L’errore più grande che commettiamo è quello di voler comprendere il presente prima che passi: soffrire capendo il senso del dolore, amare intuendo il significato del bene, salutare cogliendo il perché dell’addio. È questa dinamica che ci porta a voler dare posto e ordine a tutto, individuando buoni e cattivi, colpe e colpevoli, meriti e virtù.
Ed è dentro questa dinamica che Camilla, Gaia e Pietro sono stati imprigionati. La loro storia, almeno per sommi capi, è già nota: Pietro ha vent’anni, da poco gli è stata restituita quella patente confiscata per possesso di stupefacenti. Attraversa, pare sfrecciando, corso Francia a Roma. Gaia e Camilla sono due sedicenni che hanno appena avvisato casa di essere sul punto di rientrare e che sembra cerchino un modo per fare più in fretta ed evitare la pioggia che, copiosa, assale la notte romana. Attraversano alla cieca, lontane da strisce e semafori, corso Francia ed è lì – a quell’inspiegabile appuntamento – che incontrano Francesco e, trovando lui, sono improvvisamente investite e gettate nella morte.

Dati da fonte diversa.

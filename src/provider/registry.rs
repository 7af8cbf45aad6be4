//! Provider registry: primary providers by id plus node providers grouped
//! under the primary id they support.

use crate::error::ExplorerError;
use crate::provider::{ExpansionTarget, NodeProvider, Provider};
use std::collections::HashMap;
use std::sync::Arc;
use tracing::{debug, trace};

/// Registry of the providers contributing to Object Explorer trees
///
/// Providers live for the lifetime of the registry; there is no removal.
#[derive(Default)]
pub struct ProviderRegistry {
    providers: HashMap<String, Arc<dyn Provider>>,
    node_providers: HashMap<String, Vec<Arc<dyn NodeProvider>>>,
}

impl ProviderRegistry {
    pub fn new() -> Self {
        Self::default()
    }

    /// Register a primary provider, replacing any previous one for `provider_id`
    pub fn register_provider(&mut self, provider_id: impl Into<String>, provider: Arc<dyn Provider>) {
        let provider_id = provider_id.into();
        if self.providers.insert(provider_id.clone(), provider).is_some() {
            debug!(provider_id = %provider_id, "Replaced registered provider");
        } else {
            trace!(provider_id = %provider_id, "Registered provider");
        }
    }

    /// Append a node provider to the list for its supported provider id
    pub fn register_node_provider(&mut self, node_provider: Arc<dyn NodeProvider>) {
        trace!(
            provider_id = %node_provider.provider_id(),
            supported_provider_id = %node_provider.supported_provider_id(),
            group = %node_provider.group(),
            "Registered node provider"
        );
        self.node_providers
            .entry(node_provider.supported_provider_id().to_string())
            .or_default()
            .push(node_provider);
    }

    pub fn is_registered(&self, provider_id: &str) -> bool {
        self.providers.contains_key(provider_id)
    }

    pub fn get(&self, provider_id: &str) -> Option<Arc<dyn Provider>> {
        self.providers.get(provider_id).cloned()
    }

    pub fn get_or_error(&self, provider_id: &str) -> Result<Arc<dyn Provider>, ExplorerError> {
        self.get(provider_id)
            .ok_or_else(|| ExplorerError::ProviderNotRegistered(provider_id.to_string()))
    }

    /// Node providers for `provider_id` in registration order
    pub fn node_providers(&self, provider_id: &str) -> Vec<Arc<dyn NodeProvider>> {
        self.node_providers
            .get(provider_id)
            .cloned()
            .unwrap_or_default()
    }

    /// The fan-out set for one expansion: the primary provider first, then its
    /// node providers in ascending case-insensitive group order.
    ///
    /// The sort is stable, so node providers sharing a group keep their
    /// registration order.
    pub fn expansion_targets(&self, provider_id: &str) -> Result<Vec<ExpansionTarget>, ExplorerError> {
        let provider = self.get_or_error(provider_id)?;
        let mut node_providers = self.node_providers(provider_id);
        node_providers.sort_by_cached_key(|p| p.group().to_lowercase());

        let mut targets = Vec::with_capacity(node_providers.len() + 1);
        targets.push(ExpansionTarget::Primary {
            provider_id: provider_id.to_string(),
            provider,
        });
        targets.extend(node_providers.into_iter().map(ExpansionTarget::Node));
        Ok(targets)
    }
}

La storia dovrebbe finire qui, per poi eventualmente spostarsi sul dolore delle famiglie, quelle delle vittime e quella del presunto carnefice. Ma la cronaca vuole di più, il copione di chi ha bisogno di risposte non ammette indugio: e allora ecco le indagini, i testimoni, le ricostruzioni, perfino i funerali. Tutto disegna una verità dei fatti, o forse due. E tutto è dato in pasto ai giornali perché nessuno abbia davvero a vivere il presente, l’abisso del dolore, il silenzio della responsabilità. E si tira fuori dal cilindro Dio, quel Signore un po’ ammaccato che non risparmierebbe la richiesta di un tributo di sangue al genere umano nemmeno a Natale, nemmeno nei giorni del Suo presunto compleanno.
Ma è questo l’errore e l’orrore della vita: appiattire tutto ad una sola dimensione, quella immanente del presente, e pensare di comprendere ogni cosa a partire dagli elementi in nostro possesso. Lo facciamo con i tumori, con i figli, con le tragedie, con il matrimonio, con le calamità naturali e con gli amici. Eppure quante volte ci siamo dovuti arrendere a capire dopo, addirittura trascorsi venti o trent’anni, quello che ci è successo, il suo senso, il suo gusto, il suo dono. È come se il cielo fosse una grande tavola bidimensionale su cui sono state collocate delle luci in cui noi non ravvediamo nessun disegno, nessuna costellazione. Il tempo che passa dona tridimensionalità alla tavola, insegnandoci quali puntini unire e mostrandoci forme e bellezze laddove i nostri occhi sapevano vedere solo caos e asperità.
Camilla, Pietro e Gaia sono solo tre puntini, tre stelle. Diamo al tempo l’opportunità di unirli e abitiamo il dolore nella più alta forma di dignità possibile: l’obbedienza. Obbedienza ad un Mistero che anche oggi ci ha ridestato dal sonno per aggiungere profondità al nostro cammino e mostrarci, giorno dopo giorno, ancora più luce, ancora più strada. Come avvenne ai Magi, che impararono ben presto a tornare a casa per un’altra via. Quella conosciuta nel tempo dell’attesa, nelle notti dell’ascolto, al cuore dei sogni.